Nourse Line
- House flag
- Industry: Shipping
- Founded: 1861
- Founder: James Nourse
- Defunct: 1917
- Fate: acquired by P&O
- Headquarters: England

= Nourse Line =

The Nourse Line was a shipping company formed by Captain James Nourse in 1861. After taking delivery of his first ship, the Ganges, in 1861, Nourse went on to build up one of the last great fleets of sailing ships.

==Early life of James Nourse==
James Nourse was born in County Dublin in 1828 and after serving the required time at sea obtained his Master’s Certificate in London in 1851 and was hired as captain on a ship owned by WN Lindsay of London. A year later, he joined Foley, Aikman & Company of Glasgow as Master aboard the Aberfoyle. Nourse served in the ship for three years before it caught fire. He then became the captain of the Tasmania until 1861.

==Establishing the fleet==
Nourse bought his first ship, the 839 ton iron hulled sailing vessel, Ganges in 1861, by buying 75% share in the ship bought ship builders Pile, Hay & Company of Sunderland. The Ganges sailed to India to trade between Calcutta and Australia where James Nourse made acquaintance with the owners of Sandbach, Tinne & Company who were importers and exporters, mainly concerned with sugar, coffee, rum, molasses and also trafficking in Melanesian labour.

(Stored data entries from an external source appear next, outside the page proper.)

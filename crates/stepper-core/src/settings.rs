//! Stored indicator settings.
//!
//! Settings live as a JSON mapping in an external store. Decoding never fails:
//! garbage in the envelope means "nothing configured", and a mistyped field is
//! recorded as a fault. A faulty `key` or `ip` makes the gate reject every
//! request; a faulty `max` surfaces from [`Settings::max_scale`], which runs
//! only after the gate has passed.
//!
//! [`normalize_payload`] and [`Settings::encode`] are the storage-side
//! helpers: whatever writes the mapping stores their output.

use serde::Serialize;
use serde_json::{Map, Value};

use crate::degrees::MaxScale;
use crate::error::{Result, StepperError};

pub const DEFAULT_MAX: i64 = 100;

#[derive(Debug, Clone, PartialEq, Eq, Serialize)]
pub struct Settings {
    /// Shared secret a caller must present.
    pub key: Option<String>,
    /// Only this exact source IP is authorized, when non-empty.
    pub ip: Option<String>,
    /// Raw count that maps to 359 degrees. Validated at mapping time.
    pub max: i64,

    #[serde(skip)]
    pub(crate) faults: Faults,
}

/// Fields that were present but carried the wrong JSON type.
#[derive(Debug, Clone, Default, PartialEq, Eq)]
pub(crate) struct Faults {
    pub(crate) key: bool,
    pub(crate) ip: bool,
    pub(crate) max: Option<String>,
}

impl Default for Settings {
    fn default() -> Self {
        Self {
            key: None,
            ip: None,
            max: DEFAULT_MAX,
            faults: Faults::default(),
        }
    }
}

impl Settings {
    /// Decode the stored settings mapping.
    ///
    /// Unparseable JSON or a non-object payload resolves to defaults. Unknown
    /// keys are ignored.
    pub fn decode(raw: &str) -> Self {
        let map = match serde_json::from_str::<Value>(raw) {
            Ok(Value::Object(map)) => map,
            Ok(_) | Err(_) => {
                tracing::debug!("stored settings are not a JSON object; using defaults");
                return Self::default();
            }
        };

        let mut faults = Faults::default();
        let key = opt_string(&map, "key", &mut faults.key);
        let ip = opt_string(&map, "ip", &mut faults.ip);
        let max = match max_field(&map) {
            Ok(max) => max,
            Err(reason) => {
                faults.max = Some(reason);
                0
            }
        };

        Self { key, ip, max, faults }
    }

    /// Canonical JSON form for storage.
    pub fn encode(&self) -> String {
        serde_json::to_string(self).unwrap_or_else(|_| "{}".to_string())
    }

    /// Whether `provided` is the configured shared secret. A mistyped stored
    /// key matches nothing.
    pub fn key_matches(&self, provided: Option<&str>) -> bool {
        !self.faults.key && provided == self.key.as_deref()
    }

    /// IP filter, if one is configured.
    pub fn ip_filter(&self) -> Option<&str> {
        self.ip.as_deref().filter(|ip| !ip.is_empty())
    }

    /// A mistyped stored IP is a filter no client passes.
    pub fn ip_rejects_all(&self) -> bool {
        self.faults.ip
    }

    pub fn max_scale(&self) -> Result<MaxScale> {
        if let Some(reason) = &self.faults.max {
            return Err(StepperError::InvalidConfig(reason.clone()));
        }
        MaxScale::new(self.max)
    }

    /// Human-readable problems with the stored mapping, for operator logs.
    pub fn problems(&self) -> Vec<String> {
        let mut out = Vec::new();
        if self.faults.key {
            out.push("key must be a string or null".to_string());
        }
        if self.faults.ip {
            out.push("ip must be a string or null".to_string());
        }
        if let Err(e) = self.max_scale() {
            out.push(e.to_string());
        }
        out
    }
}

/// Normalize an incoming settings payload before it is stored: anything that
/// is not a JSON object becomes `{}`.
pub fn normalize_payload(raw: &str) -> String {
    match serde_json::from_str::<Value>(raw) {
        Ok(v @ Value::Object(_)) => v.to_string(),
        _ => "{}".to_string(),
    }
}

fn opt_string(map: &Map<String, Value>, field: &str, fault: &mut bool) -> Option<String> {
    match map.get(field) {
        None | Some(Value::Null) => None,
        Some(Value::String(s)) => Some(s.clone()),
        Some(_) => {
            *fault = true;
            None
        }
    }
}

fn max_field(map: &Map<String, Value>) -> std::result::Result<i64, String> {
    let invalid = |v: &Value| format!("max must be an integer (got {v})");

    match map.get("max") {
        None | Some(Value::Null) => Ok(DEFAULT_MAX),
        Some(v @ Value::Number(n)) => n.as_i64().ok_or_else(|| invalid(v)),
        Some(v @ Value::String(s)) => s.trim().parse::<i64>().map_err(|_| invalid(v)),
        Some(v) => Err(invalid(v)),
    }
}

Nourse saw a future in these trades and relinquished his command of Ganges to concentrate on management. He went set up an office in London in 1864 and acquired full ownership of Ganges. James Nourse secured a contract with the Crown Agents for the Colonies, to provide service between India and Mauritius, the West Indies and Fiji. Once the contracts were secured James Nourse bought another ship and chartered a third.

==Transporting Indian indentured labour==
He then began transporting Indian indentured labourers to the West Indies. The general route for the fleet was to leave a European port with a cargo of salt or railway iron for Calcutta. From there a cargo of rice and indentured labourers were picked up for the West Indies, followed by a passage to the east coast of North America where grain or oil was loaded for Europe. Some ships sailed back direct to Calcutta from the West Indies with labourers who had completed their contract of employment. Other voyages were made from Calcutta to Mauritius or to the Fiji Islands with labour for the sugar plantations. Voyages to Fiji usually returned to Calcutta via Australia with cargoes of coal.

Between 1866 and 1869 the company built four more ships with the transportation of indentured labourers in mind, which dictated that each one and a half registered tons equalled the carriage of one passenger, and later the space was measured in covered deck space. The medical requirements of those travelling was monitored by a Surgeon Superintendent, and food and water allowances by the ships Purser and both Officers were paid a per capita grant for those successfully completing the voyage. Two further ships were acquired in 1872 and 1873 and in 1874 Nourse ordered a further five new ships. In the eighteen eighties, Nourse Line increased the size of its fleet by another fifteen vessels. The company continued to build sailing ships until well into the eighteen nineties when most other ship owners had made the transition to steam ships. His reasons were that he understood sailing ships and that they were economical for the trades in which they served. Nourse Line continued to purchase both new and second hand vessels.

==After the death of James Nourse==
James Nourse died in April 1897, and his executors CA Hampton]] (his main creditor) and E Bromehead assumed control of both his affairs and the fleet. The ships continued to trade, as before, but on 19 February 1903 they became part of a limited liability company, James Nourse Limited, with CA Hampton as its first chairman.

==Steam Ships==
Nourse Line finally recognised the emergence of steam in May 1904 when it took delivery of its first steamship, . Nourse Line gradually began to phase out her outdated sailing ships and by 1908 all had either been sold or scrapped. By the outbreak of World War I Nourse had purchased a further five ships and operated them from Calcutta to the West Indies on a regular monthly service. The ships were heavily mortgaged and to operate them to capacity the company often acted not only as shipowners but also as freight agents purchasing and selling commodities in their own right.

==World War I==
The end of the Indentured Labour System coincided with the start of World War I and thus any effect of the loss of labour transportation contract was delayed until the end of the war. Nourse Line lost two of its ships during the war, Indus and Dewa, and both were replaced almost immediately by Megna, purchased in 1916 and Betwa, initially designed as an indentured labour carrier but later altered to that of a cargo ship and delivered in 1917. In an attempt to minimise its war risks and maintain its ships numbers P&O in 1917 purchased Nourse Line, Union Steamship Company of New Zealand and the Hain Steamship Company.